Predigt zum Gründonnerstag (Joh 13, 1-15)
Die Versuchung der Macht
Gegner des Christentums werfen der Kirche bis heute eine ganze Menge an Gräueltaten vor: Inquisition, Hexenverbrennung, Scheiterhaufen, Kreuzzüge, Zwangsmissionierung, Ausbeutung, Antijudaismus, Diskriminierung, sexueller Missbrauch … Man könnte fast meinen, die Kirchengeschichte wäre nichts anderes als eine Kriminal- und Skandalgeschichte, und nicht wenige behaupten das auch tatsächlich.
Und es stimmt, all diese Dinge sind leider passiert und passieren immer noch und zeigen sehr deutlich, dass selbst in den höchsten kirchlichen Kreisen die große Versuchung bleibend vorhanden ist, um der Macht willen selbst das Heiligste zu missbrauchen. Denn nichts anderes ist bei all diesen Dingen geschehen. Man ist der Versuchung der Macht erlegen und hat im Namen Gottes, im Namen Jesu, im Namen der Kirche Machtmissbrauch betrieben.
Der heilige Papst Johannes Paul II. hat deshalb auch im Jahr 2000 ein umfassendes Schuldbekenntnis abgelegt, um ganz klar deutlich zu machen, was auch die Botschaft des Gründonnerstages ist: Macht bedeutet bei Jesus Christus, dem anderen die Füße zu waschen. Herr und Meister ist derjenige, der dem anderen dient. Alles andere hat mit dem Christentum nichts zu tun, alles andere ist schlichtweg eine Verfälschung der Lehre Jesu.
Das sagt uns auch der heilige Franz von Sales, der einmal meinte: „[Jesus Christus] ist gekommen, um uns die Demut zu lehren, die er mit den Worten zeigt: Der Menschensohn ist nicht gekommen, um sich bedienen zu lassen, sondern um zu dienen (Mt 20,28). Ich bin unter euch wie einer, der dient (Lk 22,27). Sind das nicht unvergängliche Merksätze und Auslegungen seiner überaus köstlichen Lehre?“ (DASal 10,96)
Ja, genau das sind die unvergänglichen Merksätze und köstlichen Lehren, die uns glückerweise gerade die Päpste Johannes Paul II., Benedikt XVI. und Franziskus immer wieder in Erinnerung gerufen haben und in Erinnerung rufen.

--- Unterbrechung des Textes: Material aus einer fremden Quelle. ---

use std::time::Duration;

use serde_json::Value;

use crate::DriverError;

/// Capability boundary to the rendered page.
///
/// Every call is a single round-trip and is atomic from the caller's side.
/// Implementations report failures as [`DriverError`] and leave the decision
/// between skipping and aborting to the caller.
#[async_trait::async_trait]
pub trait PageDriver: Send + Sync {
    type Element: Send + Sync;

    /// Run `script`, a JS function expression, with `args` spread as its
    /// arguments and return its JSON result.
    async fn evaluate(&self, script: &str, args: Value) -> Result<Value, DriverError>;

    async fn query_selector(&self, selector: &str) -> Result<Option<Self::Element>, DriverError>;

    async fn query_selector_all(&self, selector: &str) -> Result<Vec<Self::Element>, DriverError>;

    async fn click(&self, element: &Self::Element) -> Result<(), DriverError>;

    async fn is_visible(&self, element: &Self::Element) -> Result<bool, DriverError>;

    async fn is_enabled(&self, element: &Self::Element) -> Result<bool, DriverError>;

    async fn inner_text(&self, element: &Self::Element) -> Result<String, DriverError>;

    /// Wait until `selector` matches, failing with a timeout error otherwise.
    async fn wait_for_selector(
        &self,
        selector: &str,
        timeout: Duration,
    ) -> Result<Self::Element, DriverError>;

    /// Cooperative delay.
    async fn wait_for(&self, duration: Duration) -> Result<(), DriverError> {
        tokio::time::sleep(duration).await;
        Ok(())
    }
}
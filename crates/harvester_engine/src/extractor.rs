use harvester_core::Record;
use serde_json::{json, Value};

use crate::{scripts, DriverError, DriverErrorKind, PageDriver};

/// Read the currently rendered, visible rows of the table in one round-trip.
///
/// Rows whose first cell is empty are dropped. A missing table yields an empty
/// list; deduplication is left to the ledger.
pub async fn extract_rows<D>(driver: &D, table_selector: &str) -> Result<Vec<Record>, DriverError>
where
    D: PageDriver + ?Sized,
{
    let result = driver
        .evaluate(scripts::EXTRACT_ROWS, json!([table_selector]))
        .await?;
    parse_rows(result)
}

fn parse_rows(result: Value) -> Result<Vec<Record>, DriverError> {
    let rows = match result {
        Value::Null => return Ok(Vec::new()),
        Value::Array(rows) => rows,
        other => {
            return Err(DriverError::new(
                DriverErrorKind::Script,
                format!("row extraction returned {other}"),
            ))
        }
    };

    let records = rows
        .into_iter()
        .filter_map(|row| match row {
            Value::Array(cells) => Record::from_cells(cells.iter().map(cell_text)),
            _ => None,
        })
        .collect();
    Ok(records)
}

fn cell_text(cell: &Value) -> String {
    match cell {
        Value::String(text) => text.clone(),
        Value::Null => String::new(),
        other => other.to_string(),
    }
}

Die Versuchung zur Macht existiert allerdings nicht nur bei denen da oben, sondern auch bei uns hier herunten. Bevor wir also mit dem Finger auf die anderen zeigen, sollten wir zunächst einmal in unser eigenes Herz schauen: Wie reagieren wir denn, wenn einmal etwas anders läuft, als wir das gerne hätten? Welche Machtspielchen treiben wir, um unseren Willen durchzusetzen? Welche Ellbogentechnik setzen wir ein, um uns eine gute Position zu verschaffen?
Die Lehre Jesu spricht eine völlig andere Sprache. Die Fußwaschung bei seinem letzten Abendmahl macht uns das unmissverständlich deutlich. Aus ihr zieht der heilige Franz von Sales den Schluss: Jesus, „der König der Herrlichkeit belohnt seine Diener nicht nach der Würde der Ämter, die sie bekleiden, sondern nach der Liebe und Demut, mit der sie ihre Aufgabe erfüllen.“ (DASal 1,112)
Genau daran möchte uns der Gründonnerstag jedes Jahr erinnern: Es geht in all unserem Reden, Denken, Handeln und Tun als Christinnen und Christen zuerst und vor allem um die Liebe und die Demut, also dem Mut zum Dienen – daran werden wir gemessen werden. Das ist die wahre Macht des Christentums – alles andere ist Missbrauch und tatsächlich ein Skandal. Amen.